Earlier this fall, my mom and I sat down to watch the remaining episodes of Star Wars: The Clone Wars — also known as “The Lost Missions.” We kept checking off arc after arc, podcasting about them along the way. Then, we got to “The Disappeared: Parts 1 and 2.”
In this 2-episode arc, Mace Windu and Jar Jar Binks traveled to Bardotta at the request of Queen Julia. Several of the Dayogan Masters, spiritual leaders in the Bardottan civilization with a connection to the Force, mysteriously vanished. She believed Jar Jar could help solve the mystery. Turns out, the missing Bardottans were sacrificed by members of the Frangawl Cult in the name of the “Great Mother,” later revealed to be Mother Talzin. It wasn’t a blood sacrifice, however. It was a sacrifice that involved extracting the Living Force from their bodies. Sounds familiar, right?
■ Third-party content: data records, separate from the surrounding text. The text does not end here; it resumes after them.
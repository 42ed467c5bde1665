//! ReviewLens - synthetic restaurant review analyzer
//!
//! Generates a reproducible table of restaurant reviews, averages the
//! ratings per aspect, correlates per-aspect statistics and renders a
//! bar chart and a heatmap as PNG files.
//!
//! Exit codes:
//!   0 - Success
//!   1 - Any error (invalid arguments, config, rendering, I/O)

mod analysis;
mod cli;
mod config;
mod generator;
mod models;
mod pipeline;
mod report;

use anyhow::{Context, Result};
use cli::Args;
use config::{Config, DEFAULT_CONFIG_FILE};
use std::path::Path;
use tracing::{debug, error, info, warn};
use tracing_subscriber::FmtSubscriber;

fn main() -> Result<()> {
    let args = Args::parse_args();

    if let Err(e) = args.validate() {
        eprintln!("Error: {}", e);
        std::process::exit(1);
    }

    // Handle --init-config early (no logging needed)
    if args.init_config {
        return handle_init_config();
    }

    init_logging(&args);

    info!("ReviewLens v{}", env!("CARGO_PKG_VERSION"));
    debug!("Arguments: {:?}", args);

    if let Err(e) = run(&args) {
        error!("Run failed: {:#}", e);
        eprintln!("\nError: {:#}", e);
        std::process::exit(1);
    }

    Ok(())
}

/// Handle --init-config: generate a default .reviewlens.toml.
fn handle_init_config() -> Result<()> {
    let path = Path::new(DEFAULT_CONFIG_FILE);

    if path.exists() {
        eprintln!(
            "{} already exists. Remove it first or edit it manually.",
            DEFAULT_CONFIG_FILE
        );
        std::process::exit(1);
    }

    let content = Config::default_toml()?;
    std::fs::write(path, &content)
        .with_context(|| format!("Failed to write {}", DEFAULT_CONFIG_FILE))?;

    println!("Created {} with default settings.", DEFAULT_CONFIG_FILE);
    Ok(())
}

/// Initialize logging based on verbosity settings.
///
/// Logs go to stderr so stdout only carries the confirmation lines.
fn init_logging(args: &Args) {
    let subscriber = FmtSubscriber::builder()
        .with_max_level(args.log_level())
        .with_writer(std::io::stderr)
        .with_target(false)
        .with_thread_ids(false)
        .with_file(false)
        .with_line_number(false)
        .compact()
        .finish();

    if let Err(e) = tracing::subscriber::set_global_default(subscriber) {
        eprintln!("Failed to set tracing subscriber: {}", e);
    }
}

/// Load config, run the pipeline and write the optional summary.
fn run(args: &Args) -> Result<()> {
    let mut config = load_config(args)?;
    config.merge_with_args(args);

    let stdout = std::io::stdout();
    let output = pipeline::run(&config, &mut stdout.lock())?;

    if let Some(ref path) = args.summary {
        pipeline::write_summary(&output, path, args.format)?;
    }

    Ok(())
}

/// Load configuration from file or use defaults.
fn load_config(args: &Args) -> Result<Config> {
    if let Some(ref config_path) = args.config {
        info!("Loading config from: {}", config_path.display());
        return Config::load(config_path);
    }

    match Config::load_default() {
        Ok(Some(config)) => {
            info!("Loaded default config from {}", DEFAULT_CONFIG_FILE);
            Ok(config)
        }
        Ok(None) => {
            debug!("No config file found, using defaults");
            Ok(Config::default())
        }
        Err(e) => {
            warn!("Failed to load config: {:#}", e);
            Ok(Config::default())
        }
    }
}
The cult’s intentions were to transfer the Living Force they collected to Talzin. In combining this Force energy with her own dark magic, she would gain even more power than the Jedi and Sith combined and revitalize her waning physical form. When her plans were foiled by Jar Jar and Windu, she disintegrated into a fading mist.
At some point during that arc, I had an epiphany. It was like a lightbulb went off above my head. I looked over at my mom and said, “What if this is something Palpatine did and that’s why he’s in The Rise of Skywalker?”
While extracting another person’s life force may not have been the method he used all these years to sustain himself, he definitely used that power against Rey and Ben, rejuvenating himself in the process.
My theories rarely pan out, so you can imagine the surprised look on my face when it happened.
I like to think Palpatine learned this ability from Talzin, since he visited Dathomir decades ago to meet with Talzin and fuse her Dathomiri magicks with his own knowledge of the Dark Side of the Force. Sidious even had the intention of making Talzin as his Sith apprentice, as a result of the relationship they built. We know that didn’t happen, since he took Maul instead, another Dark Side Force user whose anger and hatred sustained him for years after we presumed him dead.
It’s fascinating to see something that transpired in Star Wars: The Clone Wars (and funny enough, in an arc most people overlook) play a part in the final chapter of the saga. Was it intentional? I don’t know, but the similarities are there, from the cult followers to the visual of the life force being sucked out of Rey and Ben.
While I have many questions regarding Palpatine’s sudden return, I left the theater feeling incredibly happy about the movie overall and even happier about this particular connection to an animated show that helped me become an even bigger Star Wars fan over a decade ago.